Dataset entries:

========

use sea_orm::entity::prelude::*;
use serde::{Deserialize, Serialize};
use serde_json::Map;

use crate::domain::{EntityMetadata, Node, NodeIdentity};

/// Materialized node.
///
/// `(container_id, metatype_id, data_source_id, original_data_id)` is unique,
/// which makes re-running an import an upsert. Rows without an original id
/// never conflict.
#[derive(Clone, Debug, PartialEq, DeriveEntityModel, Serialize, Deserialize)]
#[sea_orm(table_name = "nodes")]
pub struct Model {
    #[sea_orm(primary_key, auto_increment = false)]
    pub id: Uuid,
    pub container_id: String,
    pub metatype_id: String,
    pub data_source_id: String,
    pub original_data_id: Option<String>,
    #[sea_orm(column_type = "JsonBinary")]
    pub properties: serde_json::Value,
    #[sea_orm(column_type = "JsonBinary")]
    pub metadata: serde_json::Value,
    pub import_data_id: Option<String>,
    pub data_staging_id: Option<Uuid>,
    pub type_mapping_transformation_id: Option<String>,
    pub created_at: ChronoDateTimeUtc,
    pub modified_at: ChronoDateTimeUtc,
}

#[derive(Copy, Clone, Debug, EnumIter, DeriveRelation)]
pub enum Relation {}

impl ActiveModelBehavior for ActiveModel {}

impl Model {
    pub fn identity(&self) -> NodeIdentity {
        NodeIdentity {
            container_id: self.container_id.clone(),
            metatype_id: self.metatype_id.clone(),
            data_source_id: self.data_source_id.clone(),
            original_data_id: self.original_data_id.clone(),
        }
    }
}

impl From<Model> for Node {
    fn from(model: Model) -> Self {
        Node {
            id: Some(model.id),
            container_id: model.container_id,
            metatype_id: model.metatype_id,
            properties: match model.properties {
                serde_json::Value::Object(map) => map,
                _ => Map::new(),
            },
            original_data_id: model.original_data_id,
            data_source_id: model.data_source_id,
            import_data_id: model.import_data_id,
            data_staging_id: model.data_staging_id,
            type_mapping_transformation_id: model.type_mapping_transformation_id,
            metadata: EntityMetadata::from_value(&model.metadata),
            created_at: Some(model.created_at),
        }
    }
}
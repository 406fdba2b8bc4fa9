mod common;

use std::sync::Arc;
use std::time::Duration;

use graphweave::cache::{Cache, MemoryCache};
use graphweave::database::entities::{edge_resolution_failures, edges};
use graphweave::domain::{
    Edge, EdgeConnectionParameter, EdgeQueueItem, EntityMetadata, Node, ParameterKind,
};
use graphweave::errors::LinkerError;
use graphweave::queue::{MemoryQueue, Queue, QueueMessage};
use graphweave::services::{
    EdgeLinker, EdgeQueueConsumer, EdgeQueueProducer, EdgeService, LinkOutcome, LinkState,
    NodeService,
};
use sea_orm::{DatabaseConnection, EntityTrait};
use serde_json::Map;
use uuid::Uuid;

use common::setup_db;

const TOPIC: &str = "edge_insertion";

fn node(metatype_id: &str, original_id: &str) -> Node {
    Node {
        id: None,
        container_id: "c1".to_string(),
        metatype_id: metatype_id.to_string(),
        properties: Map::new(),
        original_data_id: Some(original_id.to_string()),
        data_source_id: "ds1".to_string(),
        import_data_id: None,
        data_staging_id: None,
        type_mapping_transformation_id: None,
        metadata: EntityMetadata::default(),
        created_at: None,
    }
}

fn car_manufacturer_edge() -> Edge {
    Edge {
        id: None,
        container_id: "c1".to_string(),
        metatype_relationship_pair_id: "car_manufacturer".to_string(),
        data_source_id: "ds1".to_string(),
        properties: Map::new(),
        origin_id: None,
        destination_id: None,
        origin_original_id: Some("UUID".to_string()),
        origin_metatype_id: Some("car".to_string()),
        origin_data_source_id: None,
        destination_original_id: Some("MFR-1".to_string()),
        destination_metatype_id: Some("manufacturer".to_string()),
        destination_data_source_id: None,
        origin_parameters: Vec::new(),
        destination_parameters: Vec::new(),
        import_data_id: None,
        data_staging_id: None,
        type_mapping_transformation_id: None,
        metadata: EntityMetadata::default(),
        created_at: None,
    }
}

/// Links the car to every part, selected by filters rather than ids.
fn car_parts_template() -> Edge {
    Edge {
        metatype_relationship_pair_id: "car_part".to_string(),
        origin_original_id: None,
        destination_original_id: None,
        origin_metatype_id: None,
        destination_metatype_id: None,
        origin_parameters: vec![
            EdgeConnectionParameter::new(ParameterKind::MetatypeId, "car"),
            EdgeConnectionParameter::new(ParameterKind::OriginalId, "UUID"),
        ],
        destination_parameters: vec![EdgeConnectionParameter::new(ParameterKind::MetatypeId, "part")],
        ..car_manufacturer_edge()
    }
}

async fn insert_template(db: &DatabaseConnection) -> Uuid {
    EdgeService::new(db.clone())
        .insert_edges(vec![car_parts_template()])
        .await
        .unwrap()[0]
        .id
}

async fn insert_edge(db: &DatabaseConnection) -> Uuid {
    let stored = EdgeService::new(db.clone())
        .insert_edges(vec![car_manufacturer_edge()])
        .await
        .unwrap();
    stored[0].id
}

async fn insert_endpoints(db: &DatabaseConnection) {
    NodeService::new(db.clone())
        .upsert_nodes(vec![node("car", "UUID"), node("manufacturer", "MFR-1")])
        .await
        .unwrap();
}

struct Harness {
    db: DatabaseConnection,
    queue: Arc<MemoryQueue>,
    cache: Arc<MemoryCache>,
    producer: Arc<EdgeQueueProducer>,
    consumer: EdgeQueueConsumer,
}

async fn harness(max_retries: u32) -> Harness {
    let db = setup_db().await;
    let queue = Arc::new(MemoryQueue::new());
    let cache = Arc::new(MemoryCache::new());
    let producer = Arc::new(EdgeQueueProducer::new(
        queue.clone(),
        cache.clone(),
        TOPIC,
        Duration::from_secs(60),
    ));
    let linker = Arc::new(EdgeLinker::new(db.clone(), 100));
    let consumer = EdgeQueueConsumer::new(
        db.clone(),
        linker,
        producer.clone(),
        Duration::from_secs(5),
        max_retries,
    );
    Harness {
        db,
        queue,
        cache,
        producer,
        consumer,
    }
}

#[tokio::test]
async fn test_batch_pass_resolves_edge_once_nodes_exist() {
    let db = setup_db().await;
    let edge_id = insert_edge(&db).await;
    let linker = EdgeLinker::new(db.clone(), 100);

    let report = linker.link_orphaned_edges(None).await.unwrap();
    assert_eq!(report.scanned, 1);
    assert_eq!(report.still_orphaned, 1);
    let edge = EdgeService::new(db.clone()).get(edge_id).await.unwrap().unwrap();
    assert!(edge.origin_id.is_none());

    insert_endpoints(&db).await;
    let report = linker.link_orphaned_edges(Some("c1")).await.unwrap();
    assert_eq!(report.resolved, 1);

    let edge = EdgeService::new(db.clone()).get(edge_id).await.unwrap().unwrap();
    let car = NodeService::new(db.clone())
        .find_endpoint("c1", "ds1", Some("car"), "UUID")
        .await
        .unwrap()
        .unwrap();
    assert_eq!(edge.origin_id, Some(car.id));
    assert!(edge.destination_id.is_some());

    let report = linker.link_orphaned_edges(None).await.unwrap();
    assert_eq!(report.scanned, 0);
    let unchanged = EdgeService::new(db.clone()).get(edge_id).await.unwrap().unwrap();
    assert_eq!(unchanged, edge);
}

#[tokio::test]
async fn test_batch_pass_fills_one_endpoint_at_a_time() {
    let db = setup_db().await;
    let edge_id = insert_edge(&db).await;
    NodeService::new(db.clone())
        .upsert_nodes(vec![node("car", "UUID")])
        .await
        .unwrap();
    let linker = EdgeLinker::new(db.clone(), 1);

    assert_eq!(linker.resolve_edge(edge_id).await.unwrap(), LinkState::Orphaned);
    let edge = EdgeService::new(db.clone()).get(edge_id).await.unwrap().unwrap();
    assert!(edge.origin_id.is_some());
    assert!(edge.destination_id.is_none());
    assert_eq!(
        EdgeService::new(db.clone()).count_orphaned(Some("c1")).await.unwrap(),
        1
    );
}

#[tokio::test]
async fn test_batch_pass_pages_through_every_orphan() {
    let db = setup_db().await;
    for _ in 0..5 {
        insert_edge(&db).await;
    }
    insert_endpoints(&db).await;

    let report = EdgeLinker::new(db.clone(), 2)
        .link_orphaned_edges(None)
        .await
        .unwrap();

    assert_eq!(report.scanned, 5);
    assert_eq!(report.resolved, 5);
    assert_eq!(EdgeService::new(db).count_orphaned(None).await.unwrap(), 0);
}

#[tokio::test]
async fn test_enqueue_is_deduplicated_while_outstanding() {
    let h = harness(3).await;
    let edge_id = insert_edge(&h.db).await;

    assert!(h.producer.enqueue(EdgeQueueItem::new(edge_id, "c1")).await.unwrap());
    assert!(!h.producer.enqueue(EdgeQueueItem::new(edge_id, "c1")).await.unwrap());
    assert_eq!(h.queue.pending(TOPIC).await.unwrap(), 1);
}

#[tokio::test]
async fn test_consumer_resolves_and_releases_dedup_key() {
    let h = harness(3).await;
    let edge_id = insert_edge(&h.db).await;
    insert_endpoints(&h.db).await;
    let item = EdgeQueueItem::new(edge_id, "c1");
    h.producer.enqueue(item.clone()).await.unwrap();

    let message = h.queue.poll(TOPIC).await.unwrap().unwrap();
    let outcome = h.consumer.handle_message(&message).await.unwrap();

    assert_eq!(outcome, LinkOutcome::Resolved);
    assert!(h.cache.get(&item.cache_key()).await.unwrap().is_none());
    let edge = EdgeService::new(h.db.clone()).get(edge_id).await.unwrap().unwrap();
    assert!(edge.is_resolved());
}

#[tokio::test]
async fn test_consumer_requeues_with_linear_backoff() {
    let h = harness(3).await;
    let edge_id = insert_edge(&h.db).await;
    h.producer
        .enqueue(EdgeQueueItem::new(edge_id, "c1"))
        .await
        .unwrap();

    let message = h.queue.poll(TOPIC).await.unwrap().unwrap();
    let outcome = h.consumer.handle_message(&message).await.unwrap();
    assert_eq!(
        outcome,
        LinkOutcome::Retrying {
            attempt: 1,
            delay: Duration::from_secs(5)
        }
    );

    // The retry is delayed, so it is pending but not yet pollable
    assert!(h.queue.poll(TOPIC).await.unwrap().is_none());
    let pending = h.queue.peek_all(TOPIC);
    assert_eq!(pending.len(), 1);
    let retried: EdgeQueueItem = pending[0].decode().unwrap();
    assert_eq!(retried.attempts, 1);
    assert!(retried.last_attempt.is_some());

    let mut second = retried;
    second.attempts = 2;
    let outcome = h.consumer.handle_item(second).await.unwrap();
    assert_eq!(
        outcome,
        LinkOutcome::Retrying {
            attempt: 3,
            delay: Duration::from_secs(15)
        }
    );
}

#[tokio::test]
async fn test_consumer_abandons_after_max_retries() {
    let h = harness(2).await;
    let edge_id = insert_edge(&h.db).await;
    let mut item = EdgeQueueItem::new(edge_id, "c1");
    item.attempts = 2;
    h.cache
        .set(&item.cache_key(), "2", Duration::from_secs(60))
        .await
        .unwrap();

    let outcome = h.consumer.handle_item(item.clone()).await.unwrap();

    assert_eq!(outcome, LinkOutcome::Abandoned { attempts: 3 });
    assert_eq!(h.queue.pending(TOPIC).await.unwrap(), 0);
    assert!(h.cache.get(&item.cache_key()).await.unwrap().is_none());

    let failures = edge_resolution_failures::Entity::find()
        .all(&h.db)
        .await
        .unwrap();
    assert_eq!(failures.len(), 1);
    assert_eq!(failures[0].edge_id, edge_id);
    assert_eq!(failures[0].attempts, 3);
    assert_eq!(failures[0].container_id, "c1");

    // A fresh attempt is allowed once the key is released
    assert!(h.producer.enqueue(EdgeQueueItem::new(edge_id, "c1")).await.unwrap());
}

#[tokio::test]
async fn test_consumer_drops_items_for_missing_edges() {
    let h = harness(3).await;
    let item = EdgeQueueItem::new(Uuid::new_v4(), "c1");

    let outcome = h.consumer.handle_item(item).await.unwrap();
    assert_eq!(outcome, LinkOutcome::Dropped);
}

#[tokio::test]
async fn test_consumer_rejects_malformed_messages() {
    let h = harness(3).await;
    let message = QueueMessage::new(serde_json::json!({"unexpected": true}));

    let err = h.consumer.handle_message(&message).await.unwrap_err();
    assert!(matches!(err, LinkerError::InvalidQueueItem(_)));
    assert!(!err.is_transient());
}

#[tokio::test]
async fn test_batch_pass_and_consumer_resolve_same_edge_concurrently() {
    let h = harness(3).await;
    let edge_id = insert_edge(&h.db).await;
    insert_endpoints(&h.db).await;
    let item = EdgeQueueItem::new(edge_id, "c1");
    h.producer.enqueue(item.clone()).await.unwrap();
    let message = h.queue.poll(TOPIC).await.unwrap().unwrap();
    let linker = EdgeLinker::new(h.db.clone(), 100);

    let (report, outcome) = tokio::join!(
        linker.link_orphaned_edges(None),
        h.consumer.handle_message(&message)
    );

    assert!(report.unwrap().scanned <= 1);
    assert_eq!(outcome.unwrap(), LinkOutcome::Resolved);
    let car = NodeService::new(h.db.clone())
        .find_endpoint("c1", "ds1", Some("car"), "UUID")
        .await
        .unwrap()
        .unwrap();
    let edge = EdgeService::new(h.db.clone()).get(edge_id).await.unwrap().unwrap();
    assert_eq!(edge.origin_id, Some(car.id));
    assert!(edge.is_resolved());
    assert_eq!(EdgeService::new(h.db.clone()).count_orphaned(None).await.unwrap(), 0);
    assert!(h.cache.get(&item.cache_key()).await.unwrap().is_none());
}

#[tokio::test]
async fn test_skipped_enqueue_rewrites_dedup_key() {
    let h = harness(3).await;
    let edge_id = insert_edge(&h.db).await;
    let item = EdgeQueueItem::new(edge_id, "c1");
    h.cache
        .set(&item.cache_key(), "0", Duration::from_millis(50))
        .await
        .unwrap();

    assert!(!h.producer.enqueue(item.clone()).await.unwrap());
    tokio::time::sleep(Duration::from_millis(100)).await;

    assert_eq!(h.cache.get(&item.cache_key()).await.unwrap().as_deref(), Some("0"));
    assert_eq!(h.queue.pending(TOPIC).await.unwrap(), 0);
}

#[tokio::test]
async fn test_parameterized_edge_expands_into_matching_pairs() {
    let db = setup_db().await;
    let template_id = insert_template(&db).await;
    let nodes = NodeService::new(db.clone());
    nodes.upsert_nodes(vec![node("car", "UUID")]).await.unwrap();
    let linker = EdgeLinker::new(db.clone(), 100);

    // No part exists yet, so the template waits
    assert_eq!(linker.resolve_edge(template_id).await.unwrap(), LinkState::Orphaned);

    nodes
        .upsert_nodes(vec![node("part", "oil"), node("part", "pan"), node("manufacturer", "MFR-1")])
        .await
        .unwrap();
    let report = linker.link_orphaned_edges(Some("c1")).await.unwrap();
    assert_eq!(report.resolved, 1);

    let car = nodes.find_endpoint("c1", "ds1", Some("car"), "UUID").await.unwrap().unwrap();
    let stored = edges::Entity::find().all(&db).await.unwrap();
    assert_eq!(stored.len(), 2);
    assert!(stored.iter().all(|edge| edge.is_resolved()));
    assert!(stored.iter().all(|edge| edge.origin_id == Some(car.id)));
    assert!(stored.iter().all(|edge| edge.origin_parameters.is_none()));
    assert!(stored.iter().all(|edge| edge.metatype_relationship_pair_id == "car_part"));
    assert!(EdgeService::new(db.clone()).get(template_id).await.unwrap().is_none());
}

#[tokio::test]
async fn test_parameterized_edge_is_expanded_once_under_concurrency() {
    let db = setup_db().await;
    let template_id = insert_template(&db).await;
    NodeService::new(db.clone())
        .upsert_nodes(vec![node("car", "UUID"), node("part", "oil"), node("part", "pan")])
        .await
        .unwrap();
    let first = EdgeLinker::new(db.clone(), 100);
    let second = EdgeLinker::new(db.clone(), 100);

    let (a, b) = tokio::join!(first.resolve_edge(template_id), second.resolve_edge(template_id));

    for result in [a, b] {
        match result {
            Ok(state) => assert_eq!(state, LinkState::Resolved),
            Err(err) => assert!(matches!(err, LinkerError::EdgeNotFound(id) if id == template_id)),
        }
    }
    assert_eq!(edges::Entity::find().all(&db).await.unwrap().len(), 2);
}
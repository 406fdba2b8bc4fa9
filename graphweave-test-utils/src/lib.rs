//! Shared helpers for graphweave integration tests.

pub mod db;
pub mod fixtures;

pub use db::TestDb;
pub use fixtures::{load_fixture, load_json_fixture};
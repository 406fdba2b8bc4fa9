use thiserror::Error;

/// Queue transport failures.
#[derive(Error, Debug)]
pub enum QueueError {
    #[error("Database error: {0}")]
    Database(#[from] sea_orm::DbErr),

    #[error("Invalid queue payload: {0}")]
    Payload(#[from] serde_json::Error),

    #[error("Queue '{0}' is closed")]
    Closed(String),
}

impl QueueError {
    pub fn error_code(&self) -> &'static str {
        match self {
            QueueError::Database(_) => "DATABASE_ERROR",
            QueueError::Payload(_) => "JSON_ERROR",
            QueueError::Closed(_) => "QUEUE_CLOSED",
        }
    }
}

/// Dedup cache failures.
#[derive(Error, Debug)]
pub enum CacheError {
    #[error("Cache backend error: {0}")]
    Backend(String),
}
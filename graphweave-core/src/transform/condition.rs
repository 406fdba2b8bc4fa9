//! Predicate evaluation over one payload position.

use serde_json::Value;

use crate::domain::{Condition, Expression, Operator};
use crate::transform::payload::get_nested_value;
use crate::transform::value::{is_truthy, strict_eq, stringify, to_number};

/// A rule with no conditions always matches; otherwise any single satisfied
/// top-level condition is enough.
pub fn rule_matches(conditions: &[Condition], payload: &Value, index: &[usize]) -> bool {
    conditions.is_empty()
        || conditions
            .iter()
            .any(|condition| is_satisfied(condition, payload, index))
}

/// Evaluates one condition and folds its subexpressions left to right.
///
/// A falsy leaf value (`0`, `false`, `""`, `null` or missing) fails the
/// condition before any subexpression is consulted. Subexpression values
/// are compared as extracted.
pub fn is_satisfied(condition: &Condition, payload: &Value, index: &[usize]) -> bool {
    let value = get_nested_value(&condition.key, payload, index);
    if !is_truthy(value) {
        return false;
    }

    let mut result = compare(condition.operator, value, &condition.value);

    for sub in &condition.subexpressions {
        let sub_value = get_nested_value(&sub.key, payload, index);
        match sub.expression {
            Some(Expression::Or) if !result => {
                result = compare(sub.operator, sub_value, &sub.value);
            }
            Some(Expression::And) if result => {
                result = compare(sub.operator, sub_value, &sub.value);
            }
            _ => {}
        }
    }

    result
}

pub fn compare(operator: Operator, value: Option<&Value>, expected: &Value) -> bool {
    match operator {
        Operator::Exists => value.is_some(),
        Operator::Eq => match value {
            Some(value) => strict_eq(value, expected),
            None => expected.is_null(),
        },
        Operator::NotEq => match value {
            Some(value) => !strict_eq(value, expected),
            None => !expected.is_null(),
        },
        Operator::In => value.map(|v| is_in(v, expected)).unwrap_or(false),
        Operator::Contains => value
            .map(|v| stringify(v).contains(&stringify(expected)))
            .unwrap_or(false),
        Operator::Gt => relational(value, expected, |o| o.is_gt()),
        Operator::Gte => relational(value, expected, |o| o.is_ge()),
        Operator::Lt => relational(value, expected, |o| o.is_lt()),
        Operator::Lte => relational(value, expected, |o| o.is_le()),
    }
}

/// A string operand is a comma-separated list of strings, so only string
/// values can match it.
fn is_in(value: &Value, expected: &Value) -> bool {
    match (expected, value) {
        (Value::Array(candidates), _) => candidates.iter().any(|c| strict_eq(value, c)),
        (Value::String(list), Value::String(needle)) => {
            list.split(',').any(|candidate| candidate == needle)
        }
        (Value::String(_), _) => false,
        (other, _) => strict_eq(value, other),
    }
}

fn relational(
    value: Option<&Value>,
    expected: &Value,
    accept: impl Fn(std::cmp::Ordering) -> bool,
) -> bool {
    let Some(value) = value else {
        return false;
    };

    if let (Value::String(a), Value::String(b)) = (value, expected) {
        return accept(a.as_str().cmp(b.as_str()));
    }

    match (to_number(value), to_number(expected)) {
        (Some(a), Some(b)) => a.partial_cmp(&b).map(accept).unwrap_or(false),
        _ => false,
    }
}
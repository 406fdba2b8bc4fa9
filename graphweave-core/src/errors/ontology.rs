use thiserror::Error;

#[derive(Error, Debug)]
pub enum OntologyError {
    #[error("Database error: {0}")]
    Database(#[from] sea_orm::DbErr),

    #[error("Ontology backend unavailable: {0}")]
    Unavailable(String),
}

========

Description of the task:
What you return should be the lines from the start of the data through the line with "#[derive(Copy, Clone, Debug, EnumIter, DeriveRelation)]", quoted exactly and nothing more.

Task result:
use sea_orm::entity::prelude::*;
use serde::{Deserialize, Serialize};
use serde_json::Map;

use crate::domain::{EntityMetadata, Node, NodeIdentity};

/// Materialized node.
///
/// `(container_id, metatype_id, data_source_id, original_data_id)` is unique,
/// which makes re-running an import an upsert. Rows without an original id
/// never conflict.
#[derive(Clone, Debug, PartialEq, DeriveEntityModel, Serialize, Deserialize)]
#[sea_orm(table_name = "nodes")]
pub struct Model {
    #[sea_orm(primary_key, auto_increment = false)]
    pub id: Uuid,
    pub container_id: String,
    pub metatype_id: String,
    pub data_source_id: String,
    pub original_data_id: Option<String>,
    #[sea_orm(column_type = "JsonBinary")]
    pub properties: serde_json::Value,
    #[sea_orm(column_type = "JsonBinary")]
    pub metadata: serde_json::Value,
    pub import_data_id: Option<String>,
    pub data_staging_id: Option<Uuid>,
    pub type_mapping_transformation_id: Option<String>,
    pub created_at: ChronoDateTimeUtc,
    pub modified_at: ChronoDateTimeUtc,
}

#[derive(Copy, Clone, Debug, EnumIter, DeriveRelation)]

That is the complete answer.